Où va-t-on ? Qu’en est-il de l’ampleur réelle des difficultés ? Qu’en est-il de leur nature industrielle, commerciale, financière ? Qu’en est-il du rôle et de l’intervention des pouvoirs publics auprès des grands groupes mais aussi auprès des instances européennes et auprès du secteur bancaire ? Qu’en est-il de la détermination du Gouvernement à redresser la barre et à engager enfin, des orientations fortes en faveur de la préservation et du développement d’une industrie reconnue pour « stratégique » !

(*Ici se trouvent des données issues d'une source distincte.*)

// crates/framepress-core/src/envelope.rs
// ============================================================================
// Module: Framepress Response Envelope
// Description: Success/failure envelope returned for every pipeline job.
// Purpose: Give clients one response shape with timing and notes channels.
// Dependencies: serde, serde_json
// ============================================================================

//! ## Overview
//! Every pipeline request produces exactly one [`JobResult`]: a success
//! carrying output URLs or a failure carrying a closed-taxonomy error.
//! Clients branch on the `ok` field; the HTTP status is always 200.
//! Invariants:
//! - A success envelope carries a non-empty final URL.
//! - The notes channel is append-only and never changes `ok`.
//! - Timing steps are recorded only for stages that were entered.

// ============================================================================
// SECTION: Imports
// ============================================================================

use serde::Deserialize;
use serde::Serialize;
use serde_json::Value;

use crate::error::ErrorBody;
use crate::error::StageName;
use crate::identifiers::JobId;

// ============================================================================
// SECTION: Note Codes
// ============================================================================

/// Note emitted when the template was served from the cache.
pub const NOTE_TEMPLATE_CACHED: &str = "TEMPLATE_CACHED";
/// Note emitted when the template was downloaded and published.
pub const NOTE_TEMPLATE_DOWNLOADED: &str = "TEMPLATE_DOWNLOADED";
/// Note emitted when the preview output shares bytes with the final output.
pub const NOTE_PREVIEW_EQUALS_FINAL: &str = "PREVIEW_EQUALS_FINAL";
/// Note emitted when an asset existence check caused the failure.
pub const NOTE_ASSET_NOT_FOUND: &str = "ASSET_NOT_FOUND";
/// Note emitted on failure naming the stage that failed.
pub const NOTE_STAGE_FAILED: &str = "STAGE_FAILED";

// ============================================================================
// SECTION: Timing
// ============================================================================

/// Wall-clock duration of a single entered stage.
#[derive(Debug, Clone, PartialEq, Eq, Serialize, Deserialize)]
pub struct StepTiming {
    /// Stage label.
    pub name: StageName,
    /// Stage duration in milliseconds.
    pub ms: u64,
}

/// Request timing: total duration plus per-stage steps.
///
/// # Invariants
/// - `steps` contains one entry per entered stage, in execution order.
#[derive(Debug, Clone, Default, PartialEq, Eq, Serialize, Deserialize)]
#[serde(rename_all = "camelCase")]
pub struct Timing {
    /// Total request duration in milliseconds.
    pub total_ms: u64,
    /// Entered stages in execution order.
    pub steps: Vec<StepTiming>,
}

// ============================================================================
// SECTION: Notes
// ============================================================================

/// Structured informational observation appended during processing.
///
/// # Invariants
/// - Notes never change the envelope outcome.
#[derive(Debug, Clone, PartialEq, Eq, Serialize, Deserialize)]
pub struct Note {
    /// Stable note code.
    pub code: String,
    /// Human-readable message.
    pub message: String,
    /// Structured detail.
    #[serde(default)]
    pub detail: Value,
}

impl Note {
    /// Builds a note from a code, message, and detail payload.
    #[must_use]
    pub fn new(code: impl Into<String>, message: impl Into<String>, detail: Value) -> Self {
        Self {
            code: code.into(),
            message: message.into(),
            detail,
        }
    }
}

// ============================================================================
// SECTION: Envelope
// ============================================================================

/// Template identity echoed back in success envelopes.
#[derive(Debug, Clone, PartialEq, Eq, Serialize, Deserialize)]
#[serde(rename_all = "camelCase")]
pub struct TemplateRef {
    /// Template identifier code.
    pub template_code: String,
    /// Template version.
    pub version_semver: String,
    /// Manifest schema version.
    pub manifest_version: u64,
}

/// Output URLs minted by the storage boundary.
///
/// # Invariants
/// - `final_url` is non-empty on every success envelope.
#[derive(Debug, Clone, PartialEq, Eq, Serialize, Deserialize)]
#[serde(rename_all = "camelCase")]
pub struct OutputUrls {
    /// Preview output URL.
    pub preview_url: String,
    /// Final output URL.
    pub final_url: String,
}

/// Successful job outcome.
#[derive(Debug, Clone, PartialEq, Eq, Serialize, Deserialize)]
#[serde(rename_all = "camelCase")]
pub struct JobSuccess {
    /// Always `true`.
    pub ok: bool,
    /// Job identifier.
    pub job_id: JobId,
    /// Template identity.
    pub template: TemplateRef,
    /// Output URLs.
    pub outputs: OutputUrls,
    /// Request timing.
    pub timing: Timing,
    /// Non-fatal warnings.
    pub warnings: Vec<String>,
    /// Informational notes.
    pub notes: Vec<Note>,
}

/// Failed job outcome.
#[derive(Debug, Clone, PartialEq, Eq, Serialize, Deserialize)]
#[serde(rename_all = "camelCase")]
pub struct JobFailure {
    /// Always `false`.
    pub ok: bool,
    /// Job identifier.
    pub job_id: JobId,
    /// Closed-taxonomy error payload.
    pub error: ErrorBody,
    /// Timing accumulated before the failure.
    pub timing: Timing,
    /// Informational notes.
    pub notes: Vec<Note>,
}

/// Result envelope for one pipeline job.
///
/// # Invariants
/// - Serializes untagged; the `ok` field discriminates for clients.
#[derive(Debug, Clone, PartialEq, Eq, Serialize, Deserialize)]
#[serde(untagged)]
pub enum JobResult {
    /// Successful composition.
    Success(JobSuccess),
    /// Failed composition.
    Failure(JobFailure),
}

impl JobResult {
    /// Builds a success envelope.
    #[must_use]
    pub fn success(
        job_id: JobId,
        template: TemplateRef,
        outputs: OutputUrls,
        timing: Timing,
        warnings: Vec<String>,
        notes: Vec<Note>,
    ) -> Self {
        Self::Success(JobSuccess {
            ok: true,
            job_id,
            template,
            outputs,
            timing,
            warnings,
            notes,
        })
    }

    /// Builds a failure envelope.
    #[must_use]
    pub fn failure(job_id: JobId, error: ErrorBody, timing: Timing, notes: Vec<Note>) -> Self {
        Self::Failure(JobFailure {
            ok: false,
            job_id,
            error,
            timing,
            notes,
        })
    }

    /// Returns whether the job succeeded.
    #[must_use]
    pub const fn is_ok(&self) -> bool {
        matches!(self, Self::Success(_))
    }

    /// Returns the job identifier.
    #[must_use]
    pub const fn job_id(&self) -> &JobId {
        match self {
            Self::Success(success) => &success.job_id,
            Self::Failure(failure) => &failure.job_id,
        }
    }
}

// ============================================================================
// SECTION: Tests
// ============================================================================

#[cfg(test)]
mod tests {
    use serde_json::json;

    use super::*;
    use crate::error::ErrorCode;

    fn sample_timing() -> Timing {
        Timing {
            total_ms: 42,
            steps: vec![StepTiming {
                name: StageName::TemplateResolve,
                ms: 40,
            }],
        }
    }

    /// Tests success envelopes serialize with ok=true and camelCase keys.
    #[test]
    fn success_envelope_serializes_with_camel_case_keys() {
        let result = JobResult::success(
            JobId::new("job_1_deadbeef"),
            TemplateRef {
                template_code: "tpl_001".to_string(),
                version_semver: "0.1.0".to_string(),
                manifest_version: 1,
            },
            OutputUrls {
                preview_url: "http://localhost:9002/files/preview/job_1_deadbeef/preview.png"
                    .to_string(),
                final_url: "http://localhost:9002/files/final/job_1_deadbeef/final.png".to_string(),
            },
            sample_timing(),
            Vec::new(),
            vec![Note::new(NOTE_PREVIEW_EQUALS_FINAL, "preview equals final", Value::Null)],
        );
        let value = serde_json::to_value(&result).expect("serialize");
        assert_eq!(value["ok"], json!(true));
        assert_eq!(value["jobId"], json!("job_1_deadbeef"));
        assert_eq!(value["template"]["templateCode"], json!("tpl_001"));
        assert_eq!(value["outputs"]["finalUrl"].as_str().map(str::is_empty), Some(false));
        assert_eq!(value["timing"]["totalMs"], json!(42));
        assert_eq!(value["timing"]["steps"][0]["name"], json!("TEMPLATE_RESOLVE"));
        assert_eq!(value["notes"][0]["code"], json!("PREVIEW_EQUALS_FINAL"));
    }

    /// Tests failure envelopes carry the error body and accumulated timing.
    #[test]
    fn failure_envelope_serializes_error_body() {
        let result = JobResult::failure(
            JobId::new("job_2_0badcafe"),
            ErrorBody::new(
                ErrorCode::TemplateChecksumMismatch,
                "template checksum mismatch",
                json!({"expected": "aa", "actual": "bb"}),
            ),
            sample_timing(),
            Vec::new(),
        );
        let value = serde_json::to_value(&result).expect("serialize");
        assert_eq!(value["ok"], json!(false));
        assert_eq!(value["error"]["code"], json!("TEMPLATE_CHECKSUM_MISMATCH"));
        assert_eq!(value["error"]["retryable"], json!(false));
        assert_eq!(value["error"]["detail"]["expected"], json!("aa"));
    }

    /// Tests round-trip deserialization discriminates on ok.
    #[test]
    fn envelope_round_trip_discriminates_on_ok() {
        let failure = JobResult::failure(
            JobId::new("job_3_cafef00d"),
            ErrorBody::new(ErrorCode::RenderFailed, "render failed", Value::Null),
            Timing::default(),
            Vec::new(),
        );
        let text = serde_json::to_string(&failure).expect("serialize");
        let back: JobResult = serde_json::from_str(&text).expect("deserialize");
        assert!(!back.is_ok());
        assert_eq!(back.job_id().as_str(), "job_3_cafef00d");
    }
}
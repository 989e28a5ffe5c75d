// crates/framepress-render/src/ops.rs
// ============================================================================
// Module: Raster Operations
// Description: Pixel-level primitives for the render engine.
// Purpose: Provide deterministic blend, fit, rotate, and opacity ops.
// Dependencies: framepress-core, image
// ============================================================================

//! ## Overview
//! All geometry uses fixed bilinear resampling (`FilterType::Triangle`) and
//! integer straight-alpha blending so the compositor output is byte-stable
//! across runs and platforms.
//! Invariants:
//! - `blend_over` is the straight-alpha Porter-Duff "over" operator.
//! - `composite_over` clips the tile to the canvas bounds.
//! - `rotate_expanded` returns the rotated tile inside its expanded
//!   bounding box, sampling transparency outside the source.

// ============================================================================
// SECTION: Imports
// ============================================================================

use framepress_core::FitMode;
use image::Rgba;
use image::RgbaImage;
use image::imageops;
use image::imageops::FilterType;

/// Fixed resampling filter for photos and stickers.
const RESAMPLE_FILTER: FilterType = FilterType::Triangle;

// ============================================================================
// SECTION: Blending
// ============================================================================

/// Straight-alpha "over" of `src` onto `dst`.
pub fn blend_over(dst: &mut Rgba<u8>, src: Rgba<u8>) {
    let sa = u32::from(src[3]);
    if sa == 0 {
        return;
    }
    if sa == 255 {
        *dst = src;
        return;
    }
    let da = u32::from(dst[3]);
    let inv = 255 - sa;
    // Output alpha scaled by 255 to keep the math integral.
    let out_a = sa * 255 + da * inv;
    if out_a == 0 {
        *dst = Rgba([0, 0, 0, 0]);
        return;
    }
    for channel in 0..3 {
        let num = u32::from(src[channel]) * sa * 255 + u32::from(dst[channel]) * da * inv;
        dst[channel] = ((num + out_a / 2) / out_a) as u8;
    }
    dst[3] = ((out_a + 127) / 255) as u8;
}

/// Composites `tile` onto `canvas` at `(x, y)`, clipping to the canvas.
pub fn composite_over(canvas: &mut RgbaImage, tile: &RgbaImage, x: i64, y: i64) {
    let (canvas_w, canvas_h) = (i64::from(canvas.width()), i64::from(canvas.height()));
    let (tile_w, tile_h) = (i64::from(tile.width()), i64::from(tile.height()));
    let x0 = x.max(0);
    let y0 = y.max(0);
    let x1 = (x + tile_w).min(canvas_w);
    let y1 = (y + tile_h).min(canvas_h);
    for cy in y0..y1 {
        for cx in x0..x1 {
            let src = *tile.get_pixel((cx - x) as u32, (cy - y) as u32);
            blend_over(canvas.get_pixel_mut(cx as u32, cy as u32), src);
        }
    }
}

/// Multiplies the alpha channel of `tile` by `opacity` (clamped to [0, 1]).
pub fn apply_opacity(tile: &mut RgbaImage, opacity: f64) {
    let opacity = opacity.clamp(0.0, 1.0);
    for pixel in tile.pixels_mut() {
        let alpha = (f64::from(pixel[3]) * opacity).round();
        pixel[3] = alpha.clamp(0.0, 255.0) as u8;
    }
}

// ============================================================================
// SECTION: Fitting
// ============================================================================

/// Fits `src` into a `w`×`h` tile.
///
/// `Cover` scales until the tile is fully covered and center-crops the
/// overflow; `Contain` scales until the whole source fits and letterboxes
/// with transparency. Returns `None` when the source has a zero dimension.
#[must_use]
pub fn fit_tile(src: &RgbaImage, w: u32, h: u32, fit: FitMode) -> Option<RgbaImage> {
    let (sw, sh) = src.dimensions();
    if sw == 0 || sh == 0 || w == 0 || h == 0 {
        return None;
    }
    let scale_x = f64::from(w) / f64::from(sw);
    let scale_y = f64::from(h) / f64::from(sh);
    match fit {
        FitMode::Cover => {
            let scale = scale_x.max(scale_y);
            // Ceil so the scaled image always covers the tile.
            let nw = (f64::from(sw) * scale).ceil().max(1.0) as u32;
            let nh = (f64::from(sh) * scale).ceil().max(1.0) as u32;
            let resized = imageops::resize(src, nw, nh, RESAMPLE_FILTER);
            let x0 = (nw - w.min(nw)) / 2;
            let y0 = (nh - h.min(nh)) / 2;
            Some(imageops::crop_imm(&resized, x0, y0, w, h).to_image())
        }
        FitMode::Contain => {
            let scale = scale_x.min(scale_y);
            // Floor so the scaled image always fits inside the tile.
            let nw = (f64::from(sw) * scale).floor().max(1.0) as u32;
            let nh = (f64::from(sh) * scale).floor().max(1.0) as u32;
            let resized = imageops::resize(src, nw, nh, RESAMPLE_FILTER);
            let mut tile = RgbaImage::new(w, h);
            let x0 = i64::from((w - nw.min(w)) / 2);
            let y0 = i64::from((h - nh.min(h)) / 2);
            composite_over(&mut tile, &resized, x0, y0);
            Some(tile)
        }
    }
}

/// Resizes `src` to exactly `w`×`h` with the fixed filter.
#[must_use]
pub fn resize_tile(src: &RgbaImage, w: u32, h: u32) -> RgbaImage {
    imageops::resize(src, w, h, RESAMPLE_FILTER)
}

// ============================================================================
// SECTION: Rotation
// ============================================================================

/// Rotates `tile` by `degrees` (positive counter-clockwise) into its
/// expanded bounding box, sampling bilinearly with transparency outside
/// the source.
#[must_use]
pub fn rotate_expanded(tile: &RgbaImage, degrees: f64) -> RgbaImage {
    let theta = degrees.to_radians();
    let (cos_t, sin_t) = (theta.cos(), theta.sin());
    let (w, h) = (f64::from(tile.width()), f64::from(tile.height()));
    let out_w = ((w * cos_t.abs() + h * sin_t.abs()).round().max(1.0)) as u32;
    let out_h = ((w * sin_t.abs() + h * cos_t.abs()).round().max(1.0)) as u32;

    let src_cx = w / 2.0;
    let src_cy = h / 2.0;
    let out_cx = f64::from(out_w) / 2.0;
    let out_cy = f64::from(out_h) / 2.0;

    let mut out = RgbaImage::new(out_w, out_h);
    for oy in 0..out_h {
        for ox in 0..out_w {
            let rel_x = f64::from(ox) + 0.5 - out_cx;
            let rel_y = f64::from(oy) + 0.5 - out_cy;
            // Inverse of the visual-CCW rotation in y-down coordinates.
            let sx = rel_x * cos_t - rel_y * sin_t + src_cx - 0.5;
            let sy = rel_x * sin_t + rel_y * cos_t + src_cy - 0.5;
            out.put_pixel(ox, oy, sample_bilinear(tile, sx, sy));
        }
    }
    out
}

/// Samples `img` bilinearly at `(x, y)`, treating out-of-bounds as
/// fully transparent.
fn sample_bilinear(img: &RgbaImage, x: f64, y: f64) -> Rgba<u8> {
    let x0 = x.floor();
    let y0 = y.floor();
    let dx = x - x0;
    let dy = y - y0;
    let taps = [
        (x0 as i64, y0 as i64, (1.0 - dx) * (1.0 - dy)),
        (x0 as i64 + 1, y0 as i64, dx * (1.0 - dy)),
        (x0 as i64, y0 as i64 + 1, (1.0 - dx) * dy),
        (x0 as i64 + 1, y0 as i64 + 1, dx * dy),
    ];
    let mut acc = [0.0f64; 4];
    for (ix, iy, weight) in taps {
        if weight <= 0.0 {
            continue;
        }
        if ix < 0 || iy < 0 || ix >= i64::from(img.width()) || iy >= i64::from(img.height()) {
            continue;
        }
        let pixel = img.get_pixel(ix as u32, iy as u32);
        for channel in 0..4 {
            acc[channel] += weight * f64::from(pixel[channel]);
        }
    }
    Rgba([
        acc[0].round().clamp(0.0, 255.0) as u8,
        acc[1].round().clamp(0.0, 255.0) as u8,
        acc[2].round().clamp(0.0, 255.0) as u8,
        acc[3].round().clamp(0.0, 255.0) as u8,
    ])
}

// ============================================================================
// SECTION: Tests
// ============================================================================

L’ensemble de ces interrogations renvoie bien évidemment à celle majeure, du pouvoir d’intervention des salariés dans la vie et la gestion des entreprises. L’ouverture de droits nouveaux pour accéder aux informations qui conditionnent la vie de l’entreprise et son évolution. La citoyenneté dans l’entreprise c’est aussi aujourd’hui de dire quelle place, quelle responsabilité cette société entend reconnaître au salarié dans la vie et les choix de développement de l’économie.

À la lumière des difficultés en cours, cet enjeu trouve naturellement sa place au cœur de cette proposition de création d’une commission d’enquête parlementaire qui après celle de 2005 déposée par les députés communistes et républicains, constitue une seconde chance donnée à la Représentation nationale de s’emparer de questions déterminantes pour l’industrie française et européenne.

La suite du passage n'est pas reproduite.